Madame Louise BEAUDOIN
Ministre
Ministère des Relations Internationales
525, boul. René- Lévesque Est, 4e Etage
Québec (Québec) G1R 5R9

Le 12 mai 2000

Objet : l’anglais bientôt langue officielle en France ?

Madame,

Le Gouvernement du Québec, nous le savons tous, est profondément
attaché à la sauvegarde de notre langue, garant de notre identité commune. Ainsi, nous
vous sommes très reconnaissants de votre action récente et efficace contre la tentative
d’Air France visant à interdire à ses pilotes de parler français.

La question pour laquelle nous souhaitons aujourd’hui votre
intervention, celle de L’ELIMINATION DU FRANçAIS dans les BREVETS D’INVENTION, avait
connu une solution favorable en 1997, grâce notamment aux efforts de M. Sylvain SIMARD
(lettre jointe).

Cependant la pression des grandes multinationales anglo-saxonnes,
malheureusement relayée par quelques sociétés françaises, et par un petit groupe de
fonctionnaires du Secrétariat d’Etat français à l’Industrie à Paris, ne s’est pas
relâchée.

Alors que les plus hautes autorités politiques, et les parlementaires,
tant français qu’européens ou québécois (comme Madame Francine LALONDE), nous ont
toujours donné raison, ce petit groupe de fonctionnaires français poursuit son travail
de sape, ayant obtenu de son Secrétaire d’Etat un mandat exploratoire qui, sous pré
texte de "réduction des coûts", risque d’aboutir à instaurer l’anglais comme
langue officielle de la France.

Ce projet, qui vise à remplacer le texte français des brevets par un
résumé, d’ailleurs confié à une société américaine (!), établirait pour la
première fois une asymétrie entre les langues, et une vassalisation du français, car
aucune réciprocité n’est évidemment envisagée par les Etats-Unis.
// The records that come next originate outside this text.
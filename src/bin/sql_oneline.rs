//! Run one query against a database and print the projected value as JSON.
//!
//! ```bash
//! sql-oneline --db app.db int "SELECT age FROM users WHERE user_id=?" --param int:1234
//! sql-oneline --db app.db strings "SELECT name FROM users WHERE age=?" --param int:21
//! sql-oneline --backend postgres --db "host=localhost user=app dbname=app" \
//!     execute "DELETE FROM users WHERE age<?" --param int:18
//! sql-oneline --config conn.json insert-id "INSERT INTO users(name,age) VALUES (?,?)" \
//!     --param text:Alex --param int:21
//! ```

use std::path::PathBuf;
use std::process::ExitCode;

use clap::{Args, Parser, Subcommand};
use serde_json::{Value, json};
use tracing_subscriber::EnvFilter;

use sql_oneline::config::ConnectionConfig;
use sql_oneline::driver::Connection;
use sql_oneline::oneline::OneLine;
use sql_oneline::sqlite::SqliteConnection;
use sql_oneline::{DatabaseType, SqlOneLineError, SqlParam};

#[derive(Parser, Debug)]
#[command(name = "sql-oneline", version, about = "Run a one-line SQL query and print the result")]
struct Cli {
    /// `SQLite` file path, or a `PostgreSQL` connection string with `--backend postgres`
    #[arg(long, conflicts_with = "config", required_unless_present = "config")]
    db: Option<String>,

    /// Engine behind `--db`
    #[arg(long, value_enum, default_value_t = DatabaseType::Sqlite, requires = "db")]
    backend: DatabaseType,

    /// JSON connection config (`{"type":"sqlite","db_path":"app.db"}`)
    #[arg(long)]
    config: Option<PathBuf>,

    #[command(subcommand)]
    command: Command,
}

#[derive(Args, Debug)]
struct QueryArgs {
    /// SQL text with one `?` per parameter
    query: String,

    /// Positional parameter as `kind:value` (`int:`, `long:`, `text:`, `bool:`) or `null`
    #[arg(long = "param", short = 'p')]
    params: Vec<SqlParam>,
}

#[derive(Subcommand, Debug)]
enum Command {
    /// First row, column 1, as a boolean
    Boolean(QueryArgs),
    /// First row, column 1, as a 32-bit int
    Int(QueryArgs),
    /// First row, column 1, as a nullable 32-bit int
    Integer(QueryArgs),
    /// First row, column 1, as a nullable 64-bit int
    Long(QueryArgs),
    /// First row, column 1, as text
    String(QueryArgs),
    /// Column 1 of every row as 32-bit ints
    Ints(QueryArgs),
    /// Column 1 of every row as text
    Strings(QueryArgs),
    /// Run a DML statement and print the affected row count
    Execute(QueryArgs),
    /// Run an INSERT and print the generated key
    InsertId(QueryArgs),
}

impl Command {
    fn args(&self) -> &QueryArgs {
        match self {
            Command::Boolean(a)
            | Command::Int(a)
            | Command::Integer(a)
            | Command::Long(a)
            | Command::String(a)
            | Command::Ints(a)
            | Command::Strings(a)
            | Command::Execute(a)
            | Command::InsertId(a) => a,
        }
    }
}

fn run<C: Connection>(conn: &mut C, command: &Command) -> Result<Value, SqlOneLineError> {
    let one = OneLine::new();
    let QueryArgs { query, params } = command.args();
    let value = match command {
        Command::Boolean(_) => json!(one.try_get_boolean(conn, query, params)?),
        Command::Int(_) | Command::Integer(_) => json!(one.try_get_int(conn, query, params)?),
        Command::Long(_) => json!(one.try_get_long(conn, query, params)?),
        Command::String(_) => json!(one.try_get_string(conn, query, params)?),
        Command::Ints(_) => json!(one.try_get_array_int(conn, query, params)?),
        Command::Strings(_) => json!(one.try_get_array_string(conn, query, params)?),
        Command::Execute(_) => json!(one.try_execute(conn, query, params)?),
        Command::InsertId(_) => json!(one.try_insert_auto_increment(conn, query, params)?),
    };
    Ok(value)
}

fn connect_and_run(cli: &Cli) -> Result<Value, SqlOneLineError> {
    let config = match (&cli.config, &cli.db) {
        (Some(path), _) => ConnectionConfig::from_path(path)?,
        (None, Some(db)) => match cli.backend {
            DatabaseType::Sqlite => {
                let mut conn = SqliteConnection::open(db)?;
                return run(&mut conn, &cli.command);
            }
            #[cfg(feature = "postgres")]
            DatabaseType::Postgres => {
                let mut conn = sql_oneline::postgres::PostgresConnection::connect(db)?;
                return run(&mut conn, &cli.command);
            }
            #[cfg(not(feature = "postgres"))]
            DatabaseType::Postgres => {
                return Err(SqlOneLineError::ConfigError(
                    "built without the postgres feature".to_string(),
                ));
            }
        },
        (None, None) => {
            return Err(SqlOneLineError::ConfigError(
                "either --db or --config is required".to_string(),
            ));
        }
    };

    tracing::debug!(database = ?config.database_type(), "connecting from config");
    match config {
        ConnectionConfig::Sqlite(opts) => run(&mut opts.open()?, &cli.command),
        #[cfg(feature = "postgres")]
        ConnectionConfig::Postgres(opts) => run(&mut opts.connect()?, &cli.command),
    }
}

fn main() -> ExitCode {
    tracing_subscriber::fmt()
        .with_env_filter(
            EnvFilter::try_from_default_env().unwrap_or_else(|_| EnvFilter::new("warn")),
        )
        .with_writer(std::io::stderr)
        .init();

    let cli = Cli::parse();
    match connect_and_run(&cli) {
        Ok(value) => {
            println!("{value}");
            ExitCode::SUCCESS
        }
        Err(err) => {
            tracing::error!(error = %err, query = %cli.command.args().query, "query failed");
            eprintln!("error: {err}");
            ExitCode::FAILURE
        }
    }
}
use std::str::FromStr;

use clap::ValueEnum;
use serde::{Deserialize, Serialize};

use crate::error::SqlOneLineError;

/// A value bound to one positional placeholder.
///
/// The set is closed: anything a statement can be bound with has a variant here,
/// so a parameter list can never carry a value the binder does not know how to
/// place.
/// ```rust
/// use sql_oneline::prelude::*;
///
/// let params = vec![
///     SqlParam::Text("Alex".into()),
///     SqlParam::Int(21),
///     SqlParam::Bool(true),
/// ];
/// assert_eq!(params, sql_oneline::params!["Alex", 21, true]);
/// ```
#[derive(Debug, Clone, PartialEq, Eq, Serialize, Deserialize)]
pub enum SqlParam {
    /// 32-bit integer
    Int(i32),
    /// 64-bit integer
    Long(i64),
    /// Text/string value
    Text(String),
    /// Boolean value
    Bool(bool),
    /// SQL NULL
    Null,
}

impl SqlParam {
    #[must_use]
    pub fn is_null(&self) -> bool {
        matches!(self, Self::Null)
    }

    /// Short tag used in diagnostics and the CLI.
    #[must_use]
    pub fn kind(&self) -> &'static str {
        match self {
            SqlParam::Int(_) => "int",
            SqlParam::Long(_) => "long",
            SqlParam::Text(_) => "text",
            SqlParam::Bool(_) => "bool",
            SqlParam::Null => "null",
        }
    }
}

/// Parses `kind:value` as used on the command line: `int:21`, `long:1234`,
/// `text:Alex`, `bool:true`, or a bare `null`.
impl FromStr for SqlParam {
    type Err = SqlOneLineError;

    fn from_str(s: &str) -> Result<Self, Self::Err> {
        if s.eq_ignore_ascii_case("null") {
            return Ok(SqlParam::Null);
        }
        let (kind, raw) = s.split_once(':').ok_or_else(|| {
            SqlOneLineError::ParameterError(format!("expected kind:value, got {s:?}"))
        })?;
        let invalid = |e: &dyn std::fmt::Display| {
            SqlOneLineError::ParameterError(format!("invalid {kind} parameter {raw:?}: {e}"))
        };
        match kind {
            "int" => raw.parse().map(SqlParam::Int).map_err(|e| invalid(&e)),
            "long" => raw.parse().map(SqlParam::Long).map_err(|e| invalid(&e)),
            "bool" => raw.parse().map(SqlParam::Bool).map_err(|e| invalid(&e)),
            "text" => Ok(SqlParam::Text(raw.to_string())),
            other => Err(SqlOneLineError::ParameterError(format!(
                "unknown parameter kind {other:?} (expected int, long, text, bool or null)"
            ))),
        }
    }
}

impl From<i32> for SqlParam {
    fn from(value: i32) -> Self {
        SqlParam::Int(value)
    }
}

impl From<i64> for SqlParam {
    fn from(value: i64) -> Self {
        SqlParam::Long(value)
    }
}

impl From<bool> for SqlParam {
    fn from(value: bool) -> Self {
        SqlParam::Bool(value)
    }
}

impl From<&str> for SqlParam {
    fn from(value: &str) -> Self {
        SqlParam::Text(value.to_string())
    }
}

impl From<String> for SqlParam {
    fn from(value: String) -> Self {
        SqlParam::Text(value)
    }
}

impl<T: Into<SqlParam>> From<Option<T>> for SqlParam {
    fn from(value: Option<T>) -> Self {
        value.map_or(SqlParam::Null, Into::into)
    }
}

/// Build a `Vec<SqlParam>` from heterogeneous values.
///
/// ```rust
/// use sql_oneline::{params, SqlParam};
///
/// let p = params!["Alex", 21_i64];
/// assert_eq!(p, vec![SqlParam::Text("Alex".into()), SqlParam::Long(21)]);
/// let empty: Vec<SqlParam> = params![];
/// assert!(empty.is_empty());
/// ```
#[macro_export]
macro_rules! params {
    () => {
        ::std::vec::Vec::<$crate::SqlParam>::new()
    };
    ($($value:expr),+ $(,)?) => {
        ::std::vec![$($crate::SqlParam::from($value)),+]
    };
}

/// An owned column value read from the current row of a cursor.
#[derive(Debug, Clone, PartialEq)]
pub enum SqlValue {
    Null,
    Integer(i64),
    Real(f64),
    /// Exact decimal kept as its text form, e.g. `-12.500`.
    Decimal(String),
    Text(String),
    Bool(bool),
    Blob(Vec<u8>),
}

impl SqlValue {
    #[must_use]
    pub fn is_null(&self) -> bool {
        matches!(self, Self::Null)
    }
}

/// Whether a statement is prepared so its generated keys can be read back.
#[derive(Debug, Clone, Copy, PartialEq, Eq, Default)]
pub enum KeyRetrieval {
    #[default]
    None,
    Generated,
}

/// An immutable query text with its ordered parameter list.
///
/// The text carries one `?` per parameter.
#[derive(Debug, Clone, PartialEq, Eq)]
pub struct QueryAndParams {
    pub query: String,
    pub params: Vec<SqlParam>,
}

impl QueryAndParams {
    #[must_use]
    pub fn new(query: impl Into<String>, params: Vec<SqlParam>) -> Self {
        Self {
            query: query.into(),
            params,
        }
    }

    /// Number of `?` markers in the SQL itself; a `?` inside a literal,
    /// quoted name or comment is not a placeholder.
    #[must_use]
    pub fn placeholder_count(&self) -> usize {
        crate::translation::count_placeholders(&self.query)
    }
}

/// The database engines this crate ships a backend for.
#[derive(Debug, Clone, Copy, PartialEq, Eq, Hash, ValueEnum, Serialize, Deserialize)]
#[serde(rename_all = "lowercase")]
pub enum DatabaseType {
    /// `SQLite` database
    Sqlite,
    /// `PostgreSQL` database
    Postgres,
}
Seul le texte
anglais ferait foi.

Lorsqu’on sait que de nombreux scientifiques francophones publient
directement en anglais, il apparaît clairement que la langue française en serait
décapit ée, et deviendrait peu à peu incapable de désigner les nouveautés
scientifiques et techniques. Les multinationales anglo-saxonnes seraient les seules
bénéficiaires de ce bouleversement. Et si quelques sociétés françaises leur
emboîtent le pas, cela ne peut signifier qu’une chose : elles ont décidé d’abandonner
le français comme langue de travail en France même, en violation de nos Lois et de notre
Constitution.

Or ceux qui croient que l’on peut gagner des batailles, fussent-elles
économiques, en n’ayant plus ni drapeau, ni langue, ni rien qui nous permette encore de
dire "nous", se trompent, et nous trompent.
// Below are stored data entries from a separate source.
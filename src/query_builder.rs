//! INSERT / UPDATE text rendered from an ordered column list.

use crate::error::SqlOneLineError;
use crate::types::{QueryAndParams, SqlParam};

/// Ordered `(column, value)` pairs.
///
/// Rendering walks the pairs in insertion order, so the column list in the SQL
/// text and the bound values always line up.
/// ```rust
/// use sql_oneline::query_builder::{ColumnValues, render_insert};
///
/// let columns = ColumnValues::new().set("name", "Alex").set("age", 21);
/// let q = render_insert("users", &columns).unwrap();
/// assert_eq!(q.query, "INSERT INTO users(name,age) VALUES (?,?)");
/// ```
#[derive(Debug, Clone, Default, PartialEq, Eq)]
pub struct ColumnValues {
    entries: Vec<(String, SqlParam)>,
}

impl ColumnValues {
    #[must_use]
    pub fn new() -> Self {
        Self::default()
    }

    #[must_use]
    pub fn with_capacity(capacity: usize) -> Self {
        Self {
            entries: Vec::with_capacity(capacity),
        }
    }

    /// Append a pair, builder style.
    #[must_use]
    pub fn set(mut self, column: impl Into<String>, value: impl Into<SqlParam>) -> Self {
        self.push(column, value);
        self
    }

    pub fn push(&mut self, column: impl Into<String>, value: impl Into<SqlParam>) {
        self.entries.push((column.into(), value.into()));
    }

    #[must_use]
    pub fn len(&self) -> usize {
        self.entries.len()
    }

    #[must_use]
    pub fn is_empty(&self) -> bool {
        self.entries.is_empty()
    }

    pub fn iter(&self) -> impl Iterator<Item = (&str, &SqlParam)> {
        self.entries.iter().map(|(c, v)| (c.as_str(), v))
    }

    pub fn columns(&self) -> impl Iterator<Item = &str> {
        self.entries.iter().map(|(c, _)| c.as_str())
    }

    pub fn values(&self) -> impl Iterator<Item = &SqlParam> {
        self.entries.iter().map(|(_, v)| v)
    }
}

impl<K, V> FromIterator<(K, V)> for ColumnValues
where
    K: Into<String>,
    V: Into<SqlParam>,
{
    fn from_iter<I: IntoIterator<Item = (K, V)>>(iter: I) -> Self {
        let mut columns = ColumnValues::new();
        for (k, v) in iter {
            columns.push(k, v);
        }
        columns
    }
}

impl<K, V, const N: usize> From<[(K, V); N]> for ColumnValues
where
    K: Into<String>,
    V: Into<SqlParam>,
{
    fn from(pairs: [(K, V); N]) -> Self {
        pairs.into_iter().collect()
    }
}

fn require_columns(columns: &ColumnValues, table: &str) -> Result<(), SqlOneLineError> {
    if columns.is_empty() {
        return Err(SqlOneLineError::BuilderError(format!(
            "no columns given for table {table}"
        )));
    }
    Ok(())
}

/// `INSERT INTO <table>(<c1>,<c2>,...) VALUES (?,?,...)`
///
/// # Errors
///
/// Returns `SqlOneLineError::BuilderError` if `columns` is empty.
pub fn render_insert(table: &str, columns: &ColumnValues) -> Result<QueryAndParams, SqlOneLineError> {
    require_columns(columns, table)?;
    let names = columns.columns().collect::<Vec<_>>().join(",");
    let marks = vec!["?"; columns.len()].join(",");
    Ok(QueryAndParams {
        query: format!("INSERT INTO {table}({names}) VALUES ({marks})"),
        params: columns.values().cloned().collect(),
    })
}

/// `UPDATE <table> SET <c1>=?,<c2>=?,... WHERE <where_key>=?`
///
/// The values are the column values in order followed by `where_value`.
///
/// # Errors
///
/// Returns `SqlOneLineError::BuilderError` if `columns` is empty.
pub fn render_update(
    table: &str,
    columns: &ColumnValues,
    where_key: &str,
    where_value: impl Into<SqlParam>,
) -> Result<QueryAndParams, SqlOneLineError> {
    require_columns(columns, table)?;
    let assignments = columns
        .columns()
        .map(|c| format!("{c}=?"))
        .collect::<Vec<_>>()
        .join(",");
    let mut params: Vec<SqlParam> = Vec::with_capacity(columns.len() + 1);
    params.extend(columns.values().cloned());
    params.push(where_value.into());
    Ok(QueryAndParams {
        query: format!("UPDATE {table} SET {assignments} WHERE {where_key}=?"),
        params,
    })
}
Outre qu’elle mettrait au chômage les professionnels et
déstabiliserait tout un secteur de l’économie, privant les petites et moyennes
entreprises de conseils de proximité, une telle mesure donnerait le signal de la
débandade dans nombre de domaines, et ne pourrait être reçue que comme une gifle par
les francophones du monde entier. Il est clair que le petit groupe de fonctionnaires en
question, qui s’est arrogé un pouvoir dépassant manifestement ses compétences, n’a pu
envisager toutes les conséquences de ses manœuvres.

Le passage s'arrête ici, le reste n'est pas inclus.